Note: Elettaria closed in August 2009, after the owners could not negotiate a lease extension.

*

Akhtar Nawab first came to prominence at Tom Colicchio’s Craftbar. He left in 2006 to go solo, but things didn’t quite go as planned. He was the originally announced chef at Allen & Delancey, but when the restaurant finally opened, Neil Ferguson was at the helm. Then he signed on at The E.U., a star-crossed restaurant if ever there was one.

elettaria_outside.jpgAt Elettaria, Nawab is finally in control of his own destiny, along with partner Noel Cruz (Dani). Let’s hope that it’s a hit. Based on our meal there last night, it certainly deserves to be.

The name is the Latin word for cardamom, a spice often used in Indian cuisine. There are Indian accents all over the menu at Elettaria, but there are accents from a lot of places. Nawab is from Kentucky, and the cooking here could as well be called Modern American.

elettaria_inside2.jpgThe interior design is from the same folks that did Allen & Delancey. You can see the resemblance, but their work is less successful here. For A&D’s charm, they’ve substituted a laundry list of clichés.

The bar takes up too much space.
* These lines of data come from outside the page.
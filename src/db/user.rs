use serde::{Deserialize, Serialize};
use sqlx::sqlite::SqlitePool;

#[derive(Clone)]
pub struct UserStore {
    pool: SqlitePool,
}

/// User role for authorization.
#[derive(Debug, Clone, Copy, PartialEq, Eq, Serialize, Deserialize)]
#[serde(rename_all = "UPPERCASE")]
pub enum UserRole {
    User,
    Admin,
}

impl UserRole {
    pub fn as_str(&self) -> &'static str {
        match self {
            UserRole::User => "USER",
            UserRole::Admin => "ADMIN",
        }
    }

    pub fn from_str(s: &str) -> Self {
        match s {
            "ADMIN" => UserRole::Admin,
            _ => UserRole::User,
        }
    }
}

/// How the account was created. Only password-based identities may log in
/// with credentials.
#[derive(Debug, Clone, Copy, PartialEq, Eq, Serialize, Deserialize)]
#[serde(rename_all = "SCREAMING_SNAKE_CASE")]
pub enum LoginType {
    EmailPassword,
    Google,
    Github,
}

impl LoginType {
    pub fn as_str(&self) -> &'static str {
        match self {
            LoginType::EmailPassword => "EMAIL_PASSWORD",
            LoginType::Google => "GOOGLE",
            LoginType::Github => "GITHUB",
        }
    }

    pub fn from_str(s: &str) -> Self {
        match s {
            "GOOGLE" => LoginType::Google,
            "GITHUB" => LoginType::Github,
            _ => LoginType::EmailPassword,
        }
    }
}

/// Full identity row, including credential material. Internal only; request
/// handlers respond with [`Identity`] instead.
#[derive(Debug, Clone)]
pub struct User {
    pub id: i64,
    pub uuid: String,
    pub email: String,
    pub username: String,
    pub password_hash: String,
    pub role: UserRole,
    pub login_type: LoginType,
    pub is_email_verified: bool,
    pub verification_token: Option<String>,
    pub verification_expiry: Option<i64>,
    pub reset_token: Option<String>,
    pub reset_expiry: Option<i64>,
    pub refresh_token: Option<String>,
    pub created_at: String,
}

#[derive(sqlx::FromRow)]
struct UserRow {
    id: i64,
    uuid: String,
    email: String,
    username: String,
    password_hash: String,
    role: String,
    login_type: String,
    email_verified: i32,
    verification_token: Option<String>,
    verification_expiry: Option<i64>,
    reset_token: Option<String>,
    reset_expiry: Option<i64>,
    refresh_token: Option<String>,
    created_at: String,
}

impl From<UserRow> for User {
    fn from(row: UserRow) -> Self {
        Self {
            id: row.id,
            uuid: row.uuid,
            email: row.email,
            username: row.username,
            password_hash: row.password_hash,
            role: UserRole::from_str(&row.role),
            login_type: LoginType::from_str(&row.login_type),
            is_email_verified: row.email_verified != 0,
            verification_token: row.verification_token,
            verification_expiry: row.verification_expiry,
            reset_token: row.reset_token,
            reset_expiry: row.reset_expiry,
            refresh_token: row.refresh_token,
            created_at: row.created_at,
        }
    }
}

/// Identity projection safe to hand to request handlers and responses.
/// Excludes the password digest, token hashes, and the refresh token.
#[derive(Debug, Clone, Serialize)]
#[serde(rename_all = "camelCase")]
pub struct Identity {
    #[serde(skip)]
    pub id: i64,
    pub uuid: String,
    pub email: String,
    pub username: String,
    pub role: UserRole,
    pub login_type: LoginType,
    pub is_email_verified: bool,
    pub created_at: String,
}

#[derive(sqlx::FromRow)]
pub(crate) struct IdentityRow {
    id: i64,
    uuid: String,
    email: String,
    username: String,
    role: String,
    login_type: String,
    email_verified: i32,
    created_at: String,
}

impl From<IdentityRow> for Identity {
    fn from(row: IdentityRow) -> Self {
        Self {
            id: row.id,
            uuid: row.uuid,
            email: row.email,
            username: row.username,
            role: UserRole::from_str(&row.role),
            login_type: LoginType::from_str(&row.login_type),
            is_email_verified: row.email_verified != 0,
            created_at: row.created_at,
        }
    }
}

impl From<&User> for Identity {
    fn from(user: &User) -> Self {
        Self {
            id: user.id,
            uuid: user.uuid.clone(),
            email: user.email.clone(),
            username: user.username.clone(),
            role: user.role,
            login_type: user.login_type,
            is_email_verified: user.is_email_verified,
            created_at: user.created_at.clone(),
        }
    }
}

/// Fields for a new password-based identity. The verification token hash and
/// expiry are written in the same insert as the identity itself.
pub struct NewUser<'a> {
    pub uuid: &'a str,
    pub email: &'a str,
    pub username: &'a str,
    pub password_hash: &'a str,
    pub verification_token: &'a str,
    pub verification_expiry: i64,
}

const USER_COLUMNS: &str = "id, uuid, email, username, password_hash, role, login_type, \
     email_verified, verification_token, verification_expiry, reset_token, reset_expiry, \
     refresh_token, created_at";

const IDENTITY_COLUMNS: &str =
    "id, uuid, email, username, role, login_type, email_verified, created_at";

/// Identity projection columns qualified with the `u` alias, for joins from
/// membership tables.
pub(crate) const IDENTITY_COLUMNS_PREFIXED: &str = "u.id, u.uuid, u.email, u.username, u.role, \
     u.login_type, u.email_verified, u.created_at";

impl UserStore {
    pub fn new(pool: SqlitePool) -> Self {
        Self { pool }
    }

    /// Create a new password-based identity. Returns the user ID.
    pub async fn create(&self, user: &NewUser<'_>) -> Result<i64, sqlx::Error> {
        let result = sqlx::query(
            "INSERT INTO users (uuid, email, username, password_hash, verification_token, verification_expiry) \
             VALUES (?, ?, ?, ?, ?, ?)",
        )
        .bind(user.uuid)
        .bind(user.email)
        .bind(user.username)
        .bind(user.password_hash)
        .bind(user.verification_token)
        .bind(user.verification_expiry)
        .execute(&self.pool)
        .await?;
        Ok(result.last_insert_rowid())
    }

    /// Create an admin identity, already verified. Returns the user ID.
    pub async fn create_admin(
        &self,
        uuid: &str,
        email: &str,
        username: &str,
        password_hash: &str,
    ) -> Result<i64, sqlx::Error> {
        let result = sqlx::query(
            "INSERT INTO users (uuid, email, username, password_hash, role, email_verified) \
             VALUES (?, ?, ?, ?, 'ADMIN', 1)",
        )
        .bind(uuid)
        .bind(email)
        .bind(username)
        .bind(password_hash)
        .execute(&self.pool)
        .await?;
        Ok(result.last_insert_rowid())
    }

    /// Get the full row by email (case-insensitive).
    pub async fn get_by_email(&self, email: &str) -> Result<Option<User>, sqlx::Error> {
        let row: Option<UserRow> =
            sqlx::query_as(&format!("SELECT {} FROM users WHERE email = ?", USER_COLUMNS))
                .bind(email)
                .fetch_optional(&self.pool)
                .await?;
        Ok(row.map(User::from))
    }

    /// Get the full row by UUID.
    pub async fn get_by_uuid(&self, uuid: &str) -> Result<Option<User>, sqlx::Error> {
        let row: Option<UserRow> =
            sqlx::query_as(&format!("SELECT {} FROM users WHERE uuid = ?", USER_COLUMNS))
                .bind(uuid)
                .fetch_optional(&self.pool)
                .await?;
        Ok(row.map(User::from))
    }

    /// Get the full row by ID.
    pub async fn get_by_id(&self, id: i64) -> Result<Option<User>, sqlx::Error> {
        let row: Option<UserRow> =
            sqlx::query_as(&format!("SELECT {} FROM users WHERE id = ?", USER_COLUMNS))
                .bind(id)
                .fetch_optional(&self.pool)
                .await?;
        Ok(row.map(User::from))
    }

    /// Load the identity projection by UUID (no credential material).
    pub async fn identity_by_uuid(&self, uuid: &str) -> Result<Option<Identity>, sqlx::Error> {
        let row: Option<IdentityRow> = sqlx::query_as(&format!(
            "SELECT {} FROM users WHERE uuid = ?",
            IDENTITY_COLUMNS
        ))
        .bind(uuid)
        .fetch_optional(&self.pool)
        .await?;
        Ok(row.map(Identity::from))
    }

    /// Load the identity projection by ID.
    pub async fn identity_by_id(&self, id: i64) -> Result<Option<Identity>, sqlx::Error> {
        let row: Option<IdentityRow> =
            sqlx::query_as(&format!("SELECT {} FROM users WHERE id = ?", IDENTITY_COLUMNS))
                .bind(id)
                .fetch_optional(&self.pool)
                .await?;
        Ok(row.map(Identity::from))
    }

    /// Overwrite the persisted refresh token; `None` clears it (logout).
    pub async fn set_refresh_token(
        &self,
        id: i64,
        token: Option<&str>,
    ) -> Result<(), sqlx::Error> {
        sqlx::query("UPDATE users SET refresh_token = ? WHERE id = ?")
            .bind(token)
            .bind(id)
            .execute(&self.pool)
            .await?;
        Ok(())
    }

    /// Atomically rotate the refresh token: the update only applies while the
    /// stored value still equals `current`, so concurrent rotations cannot
    /// both win. Returns false when the compare-and-swap loses.
    pub async fn rotate_refresh_token(
        &self,
        id: i64,
        current: &str,
        next: &str,
    ) -> Result<bool, sqlx::Error> {
        let result =
            sqlx::query("UPDATE users SET refresh_token = ? WHERE id = ? AND refresh_token = ?")
                .bind(next)
                .bind(id)
                .bind(current)
                .execute(&self.pool)
                .await?;
        Ok(result.rows_affected() > 0)
    }

    /// Find an identity holding an unexpired verification token hash.
    pub async fn find_by_verification_token(
        &self,
        hashed: &str,
        now: i64,
    ) -> Result<Option<Identity>, sqlx::Error> {
        let row: Option<IdentityRow> = sqlx::query_as(&format!(
            "SELECT {} FROM users WHERE verification_token = ? AND verification_expiry > ?",
            IDENTITY_COLUMNS
        ))
        .bind(hashed)
        .bind(now)
        .fetch_optional(&self.pool)
        .await?;
        Ok(row.map(Identity::from))
    }

    /// Consume the verification token and mark the email verified.
    pub async fn mark_email_verified(&self, id: i64) -> Result<bool, sqlx::Error> {
        let result = sqlx::query(
            "UPDATE users SET email_verified = 1, verification_token = NULL, \
             verification_expiry = NULL WHERE id = ?",
        )
        .bind(id)
        .execute(&self.pool)
        .await?;
        Ok(result.rows_affected() > 0)
    }

    /// Store a fresh password-reset token hash, replacing any previous one.
    pub async fn set_reset_token(
        &self,
        id: i64,
        hashed: &str,
        expires_at: i64,
    ) -> Result<(), sqlx::Error> {
        sqlx::query("UPDATE users SET reset_token = ?, reset_expiry = ? WHERE id = ?")
            .bind(hashed)
            .bind(expires_at)
            .bind(id)
            .execute(&self.pool)
            .await?;
        Ok(())
    }

    /// Find an identity holding an unexpired reset token hash.
    pub async fn find_by_reset_token(
        &self,
        hashed: &str,
        now: i64,
    ) -> Result<Option<Identity>, sqlx::Error> {
        let row: Option<IdentityRow> = sqlx::query_as(&format!(
            "SELECT {} FROM users WHERE reset_token = ? AND reset_expiry > ?",
            IDENTITY_COLUMNS
        ))
        .bind(hashed)
        .bind(now)
        .fetch_optional(&self.pool)
        .await?;
        Ok(row.map(Identity::from))
    }

    /// Consume the reset token and store the new password digest.
    pub async fn reset_password(
        &self,
        id: i64,
        password_hash: &str,
    ) -> Result<bool, sqlx::Error> {
        let result = sqlx::query(
            "UPDATE users SET password_hash = ?, reset_token = NULL, reset_expiry = NULL \
             WHERE id = ?",
        )
        .bind(password_hash)
        .bind(id)
        .execute(&self.pool)
        .await?;
        Ok(result.rows_affected() > 0)
    }

    /// Store a new password digest (authenticated password change).
    pub async fn set_password(&self, id: i64, password_hash: &str) -> Result<bool, sqlx::Error> {
        let result = sqlx::query("UPDATE users SET password_hash = ? WHERE id = ?")
            .bind(password_hash)
            .bind(id)
            .execute(&self.pool)
            .await?;
        Ok(result.rows_affected() > 0)
    }

    /// Sweep expired verification and reset token hashes. Keeps the
    /// at-most-one-unexpired-token invariant tidy without touching live ones.
    pub async fn clear_expired_temp_tokens(&self, now: i64) -> Result<u64, sqlx::Error> {
        let verification = sqlx::query(
            "UPDATE users SET verification_token = NULL, verification_expiry = NULL \
             WHERE verification_token IS NOT NULL AND verification_expiry <= ?",
        )
        .bind(now)
        .execute(&self.pool)
        .await?;

        let reset = sqlx::query(
            "UPDATE users SET reset_token = NULL, reset_expiry = NULL \
             WHERE reset_token IS NOT NULL AND reset_expiry <= ?",
        )
        .bind(now)
        .execute(&self.pool)
        .await?;

        Ok(verification.rows_affected() + reset.rows_affected())
    }
}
Dining tables are crammed too closely together. There’s a long row of them along the restaurant’s spine, and they’re just inches apart. We considered ourselves lucky to be there early, before the place filled up. There isn’t much space to manoever.

There’s a wide-open kitchen at the back of the restaurant. Nawab has it running smoothly. It’s a pleasure to watch. The space, most recently a men’s clothing store, was once a nightclub, and the kitchen is “on the very same spot where Jimi Hendrix reputedly plucked his guitar.”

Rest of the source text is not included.